The Astros beat the Los Angeles Dodgers three seasons ago in the Series. They cheated, though, by stealing signs and transmitting that theft using high-tech hardware from the outfield to the bullpen. It’s really weird, given that sign-stealing on the field has been part of the game since its inception. Runners on second base watch the signs the catcher flashes to the pitcher and somehow communicate what he sees to the batter.

The Astros went way beyond that.

Major League Baseball was going to suspend the Astros’ general manager Jeff Luhnow and field manager AJ Hinch for the season. The Astros, though, fired them both. Then came the boot delivered to Boston Red Sox manager Alex Cora, who was bench coach for the Astros during the 2017 season and was part of the sign-theft crisis.

Now. Beltran is gone.

The question is circulating about whether MLB should vacate the 2017 Series title won by the Astros. I hope the Astros get to keep the trophy. I also don’t want them to have to bear an asterisk next to their designation as World Series champs.
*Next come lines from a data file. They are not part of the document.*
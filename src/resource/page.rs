//! Blog page: title and subtitle in `blog_pages`, body in `page_content`.

use super::{text, timestamp, timestamp_value, truncate_micros, Column, Layout, Resource};
use crate::criteria::ById;
use crate::storage::{Row, StorageError};
use crate::table::Tables;
use chrono::{DateTime, Utc};
use serde::{Deserialize, Serialize};
use serde_json::Value;

static LAYOUT: Layout = Layout {
    record: &[
        Column::new("id", "text"),
        Column::new("title", "text"),
        Column::new("subtitle", "text"),
        Column::new("created_at", "timestamptz"),
        Column::new("updated_at", "timestamptz"),
    ],
    content: &[Column::new("body", "text")],
    order_by: "created_at",
};

#[derive(Clone, Debug, Default, PartialEq, Serialize, Deserialize)]
pub struct Page {
    #[serde(default)]
    pub id: String,
    pub title: String,
    #[serde(default)]
    pub subtitle: String,
    #[serde(default, skip_serializing_if = "Option::is_none")]
    pub created_at: Option<DateTime<Utc>>,
    #[serde(default, skip_serializing_if = "Option::is_none")]
    pub updated_at: Option<DateTime<Utc>>,
    pub body: String,
}

impl Page {
    pub fn new(id: impl Into<String>, title: impl Into<String>, body: impl Into<String>) -> Self {
        Page {
            id: id.into(),
            title: title.into(),
            body: body.into(),
            ..Page::default()
        }
    }
}

impl Resource for Page {
    type Criteria = ById;

    const KIND: &'static str = "blogs";

    fn layout() -> &'static Layout {
        &LAYOUT
    }

    fn default_tables() -> Tables {
        Tables::new("blog_pages", "page_content")
    }

    fn id(&self) -> &str {
        &self.id
    }

    fn set_id(&mut self, id: String) {
        self.id = id;
    }

    fn record_row(&self) -> Row {
        let mut row = Row::new();
        row.insert("id".into(), Value::String(self.id.clone()));
        row.insert("title".into(), Value::String(self.title.clone()));
        row.insert("subtitle".into(), Value::String(self.subtitle.clone()));
        if let Some(ts) = &self.created_at {
            row.insert("created_at".into(), timestamp_value(ts));
        }
        if let Some(ts) = &self.updated_at {
            row.insert("updated_at".into(), timestamp_value(ts));
        }
        row
    }

    fn content_row(&self) -> Row {
        let mut row = Row::new();
        row.insert("body".into(), Value::String(self.body.clone()));
        row
    }

    fn from_row(row: &Row) -> Result<Self, StorageError> {
        Ok(Page {
            id: text(row, "id")?,
            title: text(row, "title")?,
            subtitle: text(row, "subtitle")?,
            created_at: timestamp(row, "created_at")?,
            updated_at: timestamp(row, "updated_at")?,
            body: text(row, "body")?,
        })
    }

    fn on_insert(&mut self, now: DateTime<Utc>) {
        let now = truncate_micros(now);
        self.created_at.get_or_insert(now);
        self.updated_at = Some(now);
    }

    fn on_update(&mut self, now: DateTime<Utc>) {
        self.updated_at = Some(truncate_micros(now));
    }
}

#[cfg(test)]
mod tests {
    use super::*;

    #[test]
    fn update_row_leaves_created_at_alone() {
        let mut page = Page::new("p1", "Hello", "World");
        page.on_update(Utc::now());
        let row = page.record_row();
        assert!(!row.contains_key("created_at"));
        assert!(row.contains_key("updated_at"));
    }

    #[test]
    fn joined_row_assembles_page() {
        let mut page = Page::new("p1", "Hello", "World");
        page.on_insert(Utc::now());
        let mut row = page.record_row();
        row.extend(page.content_row());
        assert_eq!(Page::from_row(&row).unwrap(), page);
    }

    #[test]
    fn body_is_required() {
        let err = serde_json::from_str::<Page>(r#"{"id":"p1","title":"Hello"}"#);
        assert!(err.is_err());
    }
}
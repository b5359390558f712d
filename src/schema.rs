//! Table bootstrap: record and content tables for every registered kind.

use crate::error::AppError;
use crate::sql::{add_column, create_content_table, create_record_table};
use crate::table::TableRegistry;
use sqlx::PgPool;
use std::collections::HashSet;

/// DDL statements creating every registered kind's tables, record table before content table.
/// Content tables shared between kinds are created once; each kind adds its payload columns.
pub fn table_ddl(registry: &TableRegistry) -> Vec<String> {
    let mut out = Vec::new();
    let mut seen_content = HashSet::new();
    for reg in registry.iter() {
        out.push(create_record_table(reg.tables.record_table(), reg.layout));
        let content = reg.tables.content_table();
        if seen_content.insert(content.to_string()) {
            out.push(create_content_table(content));
        }
        for col in reg.layout.content {
            let sql = add_column(content, col);
            if !out.contains(&sql) {
                out.push(sql);
            }
        }
    }
    out
}

/// Create missing tables. Idempotent.
pub async fn ensure_tables(pool: &PgPool, registry: &TableRegistry) -> Result<(), AppError> {
    for sql in table_ddl(registry) {
        tracing::debug!(sql = %sql, "ddl");
        sqlx::query(&sql).execute(pool).await?;
    }
    tracing::info!(kinds = registry.iter().count(), "tables ensured");
    Ok(())
}

#[cfg(test)]
mod tests {
    use super::*;

    #[test]
    fn shared_content_table_created_once() {
        let ddl = table_ddl(&TableRegistry::with_defaults());
        let creates = ddl
            .iter()
            .filter(|s| s.starts_with("CREATE TABLE IF NOT EXISTS \"page_content\""))
            .count();
        assert_eq!(creates, 1);
        let body_columns = ddl
            .iter()
            .filter(|s| s.contains("ADD COLUMN IF NOT EXISTS \"body\""))
            .count();
        assert_eq!(body_columns, 1);
        assert_eq!(ddl.len(), 3 + 1 + 1);
    }
}
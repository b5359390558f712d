//! Safe SQL builder: identifiers from layouts and config only, values as parameters.

mod builder;
pub mod params;
pub use builder::*;
pub use params::*;
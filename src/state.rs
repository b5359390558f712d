//! Shared application state for all routes.

use crate::storage::Storage;
use crate::table::TableRegistry;
use std::sync::Arc;

#[derive(Clone)]
pub struct AppState {
    /// One handle shared by every request; pooling is the handle's job.
    pub storage: Arc<dyn Storage>,
    pub tables: Arc<TableRegistry>,
}

impl AppState {
    pub fn new(storage: Arc<dyn Storage>, tables: TableRegistry) -> Self {
        AppState {
            storage,
            tables: Arc::new(tables),
        }
    }
}
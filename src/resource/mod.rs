//! Resource kinds and the contract that lets the generic engine store them in two tables.

mod page;
mod paste;
mod static_page;

pub use page::Page;
pub use paste::Paste;
pub use static_page::StaticPage;

use crate::criteria::Criteria;
use crate::storage::{Row, StorageError};
use crate::table::Tables;
use chrono::{DateTime, SecondsFormat, Utc};
use serde::de::DeserializeOwned;
use serde::Serialize;
use serde_json::Value;

/// Physical column: name plus PostgreSQL type used for DDL and parameter casts.
#[derive(Clone, Copy, Debug, PartialEq, Eq)]
pub struct Column {
    pub name: &'static str,
    pub pg_type: &'static str,
}

impl Column {
    pub const fn new(name: &'static str, pg_type: &'static str) -> Self {
        Column { name, pg_type }
    }
}

/// Column split of one kind across its two tables.
#[derive(Debug)]
pub struct Layout {
    /// Record-table columns, `id` first.
    pub record: &'static [Column],
    /// Content-table payload columns (the `owner`/`id` key columns are implied).
    pub content: &'static [Column],
    /// Record column listings sort by before falling back to `id`.
    pub order_by: &'static str,
}

/// What a type must provide to be served by [`crate::service::CrudService`].
pub trait Resource: Serialize + DeserializeOwned + Send + Sync + Sized + 'static {
    type Criteria: Criteria + Default + Send + Sync;

    /// Registry key and URL segment (`blogs`, `pastes`, `static`).
    const KIND: &'static str;

    fn layout() -> &'static Layout;

    fn default_tables() -> Tables;

    fn id(&self) -> &str;

    fn set_id(&mut self, id: String);

    /// Record-table values, including `id`. Columns left out are not written on update.
    fn record_row(&self) -> Row;

    /// Content-table payload values (without `owner`/`id`).
    fn content_row(&self) -> Row;

    /// Assemble from one joined record + content row.
    fn from_row(row: &Row) -> Result<Self, StorageError>;

    fn on_insert(&mut self, now: DateTime<Utc>) {
        let _ = now;
    }

    fn on_update(&mut self, now: DateTime<Utc>) {
        let _ = now;
    }
}

/// Text column; SQL NULL reads as empty.
pub(crate) fn text(row: &Row, col: &str) -> Result<String, StorageError> {
    match row.get(col) {
        Some(Value::String(s)) => Ok(s.clone()),
        Some(Value::Null) => Ok(String::new()),
        Some(other) => Err(StorageError::Integrity(format!(
            "column {} is not text: {}",
            col, other
        ))),
        None => Err(StorageError::Integrity(format!("column {} missing from row", col))),
    }
}

pub(crate) fn timestamp(row: &Row, col: &str) -> Result<Option<DateTime<Utc>>, StorageError> {
    match row.get(col) {
        None | Some(Value::Null) => Ok(None),
        Some(Value::String(s)) => DateTime::parse_from_rfc3339(s)
            .map(|d| Some(d.with_timezone(&Utc)))
            .map_err(|e| StorageError::Integrity(format!("column {}: {}", col, e))),
        Some(other) => Err(StorageError::Integrity(format!(
            "column {} is not a timestamp: {}",
            col, other
        ))),
    }
}

/// Microsecond precision matches what PostgreSQL keeps for `timestamptz`.
pub(crate) fn timestamp_value(ts: &DateTime<Utc>) -> Value {
    Value::String(ts.to_rfc3339_opts(SecondsFormat::Micros, true))
}

pub(crate) fn truncate_micros(ts: DateTime<Utc>) -> DateTime<Utc> {
    use chrono::{DurationRound, TimeDelta};
    ts.duration_trunc(TimeDelta::microseconds(1)).unwrap_or(ts)
}

#[cfg(test)]
mod tests {
    use super::*;

    #[test]
    fn null_text_reads_empty() {
        let mut row = Row::new();
        row.insert("title".into(), Value::Null);
        assert_eq!(text(&row, "title").unwrap(), "");
        assert!(text(&row, "body").is_err());
    }

    #[test]
    fn timestamp_round_trips_at_micros() {
        let now = truncate_micros(Utc::now());
        let mut row = Row::new();
        row.insert("created_at".into(), timestamp_value(&now));
        assert_eq!(timestamp(&row, "created_at").unwrap(), Some(now));
    }
}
The Astros could do the sportsmanlike thing and perhaps offer the Dodgers a share of the trophy. Maybe the Astros organization can make a profound public apology to the Dodgers for doing what they did during the Series.

I am dubious about whether the Astros’ tactics proved decisive, that they would not have won without cheating. I am not sure how you prove such a thing.

My strong hunch, though, is that there might be more heads to roll before this matter gets settled once and for all.

Now I am feeling badly for dismissing the scandal initially. Yeah, this is a big deal.

The other big shoe drops in sign-stealing scandal; more to fall?

Mark J. Rebilas-USA TODAY Sports

The Boston Red Sox have fired their field manager, Alex Cora, for his role in a scandal involving another American League baseball team.

The Red Sox had no choice but to follow the Houston Astros’ lead. The Astros canned field manager AJ Hinch and general manager Jeff Luhnow after Major League Baseball announced they would be suspended for the next season.

What did everyone do here?

Well, the Astros were accused of using high-tech devices to steal signs during the 2017 World Series against Los Angeles Dodgers. They went far beyond the usual techniques used for many decades to swipe signs.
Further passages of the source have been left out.